What happens when you live dependent upon God every day is that you develop a deeper sense of God’s role in your life. You learn that God is the one who feeds you and cares for you. You learn that your efforts, as much as you do in any given day, are really only successful if it is God’s will to put something in your path, to put something in the dump that you can turn around and sell. And so you tend to think a little less of yourself and how much you can do, and you tend to think a lot more about God.

Here in the United States, at least among most of our community, we live with amazing privilege. And we tend to forget that this is not normal for much of the world where people literally have nothing. Because of our privilege, we have a different sense of our material things from those who live without all this. We think these things are necessary. This house, this phone, these clothes, what we possess. We don’t think of our possessions as gifts from God but we imagine they are our right. They are what we deserve for all our hard work. And when we lack just one comfort we are dissatisfied with our lives.

I can’t tell you how many times I have stood at the open door of my refrigerator which is stocked with food, and thinking to myself – well there’s nothing here to eat.

The truth is that we have more than we could possibly need or use, we just don’t appreciate it. When you thank God for a piece of plastic that came from the dump because it’s something you can turn around and sell, you are like the Israelites thanking God for mana from heaven.
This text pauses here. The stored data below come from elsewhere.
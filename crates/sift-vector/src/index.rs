//! Nearest-neighbor indexes.
//!
//! Two implementations sit behind [`NearestNeighborIndex`]:
//! - [`HnswIndex`]: a usearch HNSW graph, approximate and sub-linear.
//! - [`FlatIndex`]: brute-force scan over every vector, exact and O(n).
//!
//! Both answer a search with the same fixed [`Matches`] shape. Keys are the
//! dense positions `0..N` assigned at build time and double as indexes into
//! the metadata store.

use std::fs::File;
use std::io::{BufWriter, Write};
use std::path::Path;

use serde::{Deserialize, Serialize};
use tracing::debug;
use usearch::ffi::{IndexOptions, MetricKind, ScalarKind};

use sift_core::config::IndexConfig;
use sift_core::error::{Result, SiftError};
use sift_core::types::{DistanceMetric, IndexKind};

/// Key reported for an unfilled result slot.
pub const NO_MATCH_KEY: u64 = u64::MAX;

/// Result of a k-nearest-neighbor search: parallel key and distance lists,
/// closest first.
#[derive(Debug, Clone, Default, PartialEq)]
pub struct Matches {
    keys: Vec<u64>,
    distances: Vec<f32>,
}

impl Matches {
    /// Pair up keys and distances. The two lists must have equal length.
    pub fn new(keys: Vec<u64>, distances: Vec<f32>) -> Result<Self> {
        if keys.len() != distances.len() {
            return Err(SiftError::Index(format!(
                "Malformed search response: {} keys but {} distances",
                keys.len(),
                distances.len()
            )));
        }
        Ok(Self { keys, distances })
    }

    pub fn keys(&self) -> &[u64] {
        &self.keys
    }

    pub fn distances(&self) -> &[f32] {
        &self.distances
    }

    pub fn len(&self) -> usize {
        self.keys.len()
    }

    pub fn is_empty(&self) -> bool {
        self.keys.is_empty()
    }

    /// Iterate `(key, distance)` pairs in rank order.
    pub fn iter(&self) -> impl Iterator<Item = (u64, f32)> + '_ {
        self.keys.iter().copied().zip(self.distances.iter().copied())
    }
}

/// Parameters needed to create or reopen an index. Must be identical at
/// build time and at load time.
#[derive(Debug, Clone, Copy, PartialEq, Eq, Serialize, Deserialize)]
pub struct IndexParams {
    pub kind: IndexKind,
    pub metric: DistanceMetric,
    pub dimensions: usize,
    pub connectivity: usize,
    pub expansion_add: usize,
    pub expansion_search: usize,
}

impl IndexParams {
    pub fn from_config(config: &IndexConfig, dimensions: usize) -> Self {
        Self {
            kind: config.kind,
            metric: config.metric,
            dimensions,
            connectivity: config.connectivity,
            expansion_add: config.expansion_add,
            expansion_search: config.expansion_search,
        }
    }
}

/// A k-nearest-neighbor index over fixed-dimension f32 vectors.
pub trait NearestNeighborIndex: Send + Sync {
    /// Pre-allocate room for `capacity` vectors.
    fn reserve(&mut self, _capacity: usize) -> Result<()> {
        Ok(())
    }

    /// Allow up to `threads` searches to run at the same time.
    fn set_search_threads(&mut self, _threads: usize) -> Result<()> {
        Ok(())
    }

    /// Insert `vector` under `key`.
    fn add(&mut self, key: u64, vector: &[f32]) -> Result<()>;

    /// Return up to `k` nearest keys in ascending distance order.
    fn search(&self, query: &[f32], k: usize) -> Result<Matches>;

    /// Number of vectors in the index.
    fn len(&self) -> usize;

    fn is_empty(&self) -> bool {
        self.len() == 0
    }

    fn dimensions(&self) -> usize;

    fn metric(&self) -> DistanceMetric;

    /// Write the index to `path`.
    fn save(&self, path: &Path) -> Result<()>;
}

/// Create an empty index for `params`.
pub fn new_index(params: &IndexParams) -> Result<Box<dyn NearestNeighborIndex>> {
    match params.kind {
        IndexKind::Hnsw => Ok(Box::new(HnswIndex::new(params)?)),
        IndexKind::Flat => Ok(Box::new(FlatIndex::new(params.dimensions, params.metric))),
    }
}
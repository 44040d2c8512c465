//! API error types and JSON error response formatting.
//!
//! ApiError provides a consistent JSON error response format across all
//! endpoints, mapping internal errors to appropriate HTTP status codes.

use axum::http::StatusCode;
use axum::response::{IntoResponse, Response};
use axum::Json;
use serde::{Deserialize, Serialize};

/// JSON error response body.
#[derive(Debug, Serialize, Deserialize)]
pub struct ErrorBody {
    /// Machine-readable error code (e.g., "bad_request", "internal_error").
    pub error: String,
    /// Human-readable error message.
    pub message: String,
    /// Optional structured details about the error.
    #[serde(default, skip_serializing_if = "Option::is_none")]
    pub details: Option<serde_json::Value>,
}

/// API error type that maps to HTTP status codes and JSON responses.
#[derive(Debug)]
pub enum ApiError {
    /// 400 Bad Request - missing or invalid parameters.
    BadRequest(String),
    /// 500 Internal Server Error - the query could not be answered.
    Internal(String),
    /// 500 Internal Server Error - the index returned a key with no
    /// metadata record.
    IndexInconsistent { key: u64, metadata_len: usize },
}

impl IntoResponse for ApiError {
    fn into_response(self) -> Response {
        let (status, error_code, message, details) = match self {
            ApiError::BadRequest(msg) => (StatusCode::BAD_REQUEST, "bad_request", msg, None),
            ApiError::Internal(msg) => {
                (StatusCode::INTERNAL_SERVER_ERROR, "internal_error", msg, None)
            }
            ApiError::IndexInconsistent { key, metadata_len } => (
                StatusCode::INTERNAL_SERVER_ERROR,
                "index_inconsistent",
                "Search index and metadata are out of sync; rebuild the index".to_string(),
                Some(serde_json::json!({ "key": key, "metadata_len": metadata_len })),
            ),
        };

        let body = ErrorBody {
            error: error_code.to_string(),
            message,
            details,
        };

        (status, Json(body)).into_response()
    }
}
You appreciate it so much. When your tiny, cardboard house is filled with things you have collected and cleaned from the dump, everything there is a gift and a treasure for you, and you appreciate those things.

After spending time in that community I began to understand that I had perpetually overlooked the many ways that God had blessed me, and I began to realize that I was the poor one, not in the material sense, but in the spiritual sense. I did not thank God for my last paycheck or the fact that I had eaten this day or the fact that I was healthy. I was not particularly grateful or really satisfied with my life until I went to Honduras, and since then my life has never been the same.

Satisfaction comes when we are able to be grateful to God for everything we have.  I have never been grateful for a piece of plastic I have found in the dump, but I have tried to be grateful for the many things and people that have come into my life. And I am grateful for all of you.

I think we can learn to be satisfied. We can learn to give thanks for the gifts we have and to give thanks for the one who gave them to us. We can learn to recognize that even though things may not be to our liking, that God has a plan for the things and people in our lives we may not understand or comprehend. And we have faith in God.

Our collect, from the beginning of the service today, prays for God to grant us not to be anxious about earthly things, but to love things heavenly; and even now, it says, while we are placed among things that are passing away, to hold fast to those that shall endure. This is a lovely prayer, and a reminder that the more we live just according to the earthly things in our life the more anxious and despondent we become. But if we hold fast to God and the promise of God’s faithful love, we will have peace.

We live our lives here in the material world and get so used to having these things and people in our lives that sometimes we cannot imagine life without them. But people and things are not eternal. Each thing we have and each person we meet is a passing gift from God to be shared as we make our journey through the wilderness with God. So we love each other and we love our things, but mainly our peace and satisfaction comes from learning to love God even more and knowing that God will provide us with what we really need always.